A "not particularly conventional" fanfare for five groups of brass and percussion opens tonight's first night of the 2001 Promenade Concerts. It is by Colin Matthews, recently appointed professor of composition at the Royal College of Music in London, and is followed by his orchestration of Benjamin Britten's Paul Bunyan overture.

Matthews has long been associated with Britten's music, having worked with the composer as an amanuensis before Britten's death in 1976. He edited and orchestrated several Britten works, and is chairman of his estate and trustee of the Britten-Pears Foundation.

Born in 1946 in Leytonstone, Matthews and his brother David (also a composer) grew up in a "not particularly musical" family. After writing - at the age of 14 - to the musicologist Deryck Cooke to point out mistakes in his completion of Mahler's unfinished Tenth Symphony, Matthews was invited to work with Cooke on revisions of the work. As an offshoot, he gained a doctorate at Sussex University with a thesis on Mahler (his first degree was in classics, at Nottingham, where he stayed on to study composition).

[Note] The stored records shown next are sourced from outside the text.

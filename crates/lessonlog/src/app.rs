//! The application record and every operation that changes it.
//!
//! [`App`] owns the record, the store it is persisted in, the notification
//! list and the text generator. Each mutation goes through a reducer,
//! writes the changed key back to the store and leaves a notification
//! describing the outcome.

use std::fmt;
use std::path::Path;
use std::sync::Arc;

use base64::Engine as _;
use chrono::Utc;
use serde::{Deserialize, Serialize};
use tracing::{debug, info, warn};

use crate::config::Config;
use crate::confirm::Confirm;
use crate::error::{Error, Result};
use crate::generation::{prompts, GenerationError, InFlight, Target, TextGenerator, Ticket};
use crate::model::{seed, FormData, SchoolInfo};
use crate::notify::{Notification, Notifier};
use crate::reducer::{self, FormField, SchoolField, StrategyField};
use crate::report::ReportModel;
use crate::storage::{Store, KEY_FONT_SIZE, KEY_FORM_DATA, KEY_SCHOOL_INFO, KEY_SUBJECTS};
use crate::view::View;

const SAVE_FAILED: &str = "تعذر حفظ التغييرات.";

/// Image types accepted as a school logo, by file extension.
const LOGO_TYPES: [(&str, &str); 7] = [
    ("png", "image/png"),
    ("jpg", "image/jpeg"),
    ("jpeg", "image/jpeg"),
    ("gif", "image/gif"),
    ("webp", "image/webp"),
    ("svg", "image/svg+xml"),
    ("bmp", "image/bmp"),
];

/// The whole application record.
#[derive(Debug, Clone, PartialEq, Eq)]
pub struct AppState {
    /// School identity.
    pub school_info: SchoolInfo,
    /// The teacher's form.
    pub form_data: FormData,
    /// Subjects a form may choose from.
    pub subjects: Vec<String>,
    /// UI font size, always within the selectable range.
    pub font_size: u8,
    /// Current view. Not persisted.
    pub view: View,
}

impl Default for AppState {
    fn default() -> Self {
        Self {
            school_info: SchoolInfo::default(),
            form_data: seed::form_data(),
            subjects: seed::subjects(),
            font_size: seed::DEFAULT_FONT_SIZE,
            view: View::default(),
        }
    }
}

impl AppState {
    /// Read every key from `store`, each falling back to its seed value.
    #[must_use]
    pub fn load(store: &Store) -> Self {
        let font_size: i64 = store.get(KEY_FONT_SIZE, i64::from(seed::DEFAULT_FONT_SIZE));
        Self {
            school_info: store.get(KEY_SCHOOL_INFO, SchoolInfo::default()),
            form_data: store.get(KEY_FORM_DATA, seed::form_data()),
            subjects: store.get(KEY_SUBJECTS, seed::subjects()),
            font_size: reducer::clamp_font_size(font_size),
            view: View::default(),
        }
    }
}

fn default_font_size() -> i64 {
    i64::from(seed::DEFAULT_FONT_SIZE)
}

/// Every persisted value in one document, keyed like the store.
///
/// Missing sections fall back to their seed values.
#[derive(Debug, Clone, PartialEq, Eq, Serialize, Deserialize)]
pub struct Snapshot {
    /// School identity.
    #[serde(rename = "school-info", default)]
    pub school_info: SchoolInfo,
    /// The teacher's form.
    #[serde(rename = "form-data", default)]
    pub form_data: FormData,
    /// Subject list.
    #[serde(rename = "subjects-list", default = "seed::subjects")]
    pub subjects: Vec<String>,
    /// UI font size. Out-of-range values are clamped on import.
    #[serde(rename = "app-font-size", default = "default_font_size")]
    pub font_size: i64,
}

impl Default for Snapshot {
    fn default() -> Self {
        let state = AppState::default();
        Self {
            school_info: state.school_info,
            form_data: state.form_data,
            subjects: state.subjects,
            font_size: i64::from(state.font_size),
        }
    }
}

impl Snapshot {
    fn entries(&self) -> Result<Vec<(&'static str, serde_json::Value)>> {
        Ok(vec![
            (KEY_SCHOOL_INFO, serde_json::to_value(&self.school_info)?),
            (KEY_FORM_DATA, serde_json::to_value(&self.form_data)?),
            (KEY_SUBJECTS, serde_json::to_value(&self.subjects)?),
            (KEY_FONT_SIZE, serde_json::to_value(self.font_size)?),
        ])
    }
}

/// A generation request that has been started but not applied.
#[derive(Debug, Clone)]
pub struct Pending {
    ticket: Ticket,
    prompt: String,
    strategy_id: Option<u32>,
}

impl Pending {
    /// Prompt to send to the generator.
    #[must_use]
    pub fn prompt(&self) -> &str {
        &self.prompt
    }

    /// What the result will be written to.
    #[must_use]
    pub fn target(&self) -> Target {
        self.ticket.target()
    }
}

#[derive(Debug, Clone, Copy)]
enum Slot {
    SchoolInfo,
    FormData,
    Subjects,
    FontSize,
}

/// The composition root.
pub struct App {
    store: Store,
    state: AppState,
    notifier: Notifier,
    inflight: InFlight,
    generator: Arc<dyn TextGenerator>,
    suggestion_attempts: u32,
}

impl fmt::Debug for App {
    fn fmt(&self, f: &mut fmt::Formatter<'_>) -> fmt::Result {
        f.debug_struct("App")
            .field("store", &self.store.path())
            .field("state", &self.state)
            .field("notifications", &self.notifier.len())
            .field("model", &self.generator.model())
            .finish_non_exhaustive()
    }
}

He taught at Sussex in the 1970s, but spent most of his adult life subsidising his composition by administrative work for the Performing Rights Society and the estates of Britten and Gustav Holst. (Last year, he added an extra movement, "Pluto", to Holst's Planets suite). He was an associate composer with the London Symphony Orchestra between 1992 and 1999 and then with the Halle Orchestra.

He is executive producer at NMC Records, which he founded in 1988 to specialise in contemporary British classical music. Matthews lives in Wandsworth and is married with three children.

He is working on commissions from the San Francisco Symphony Orchestra and the Concertgebouw in Amsterdam.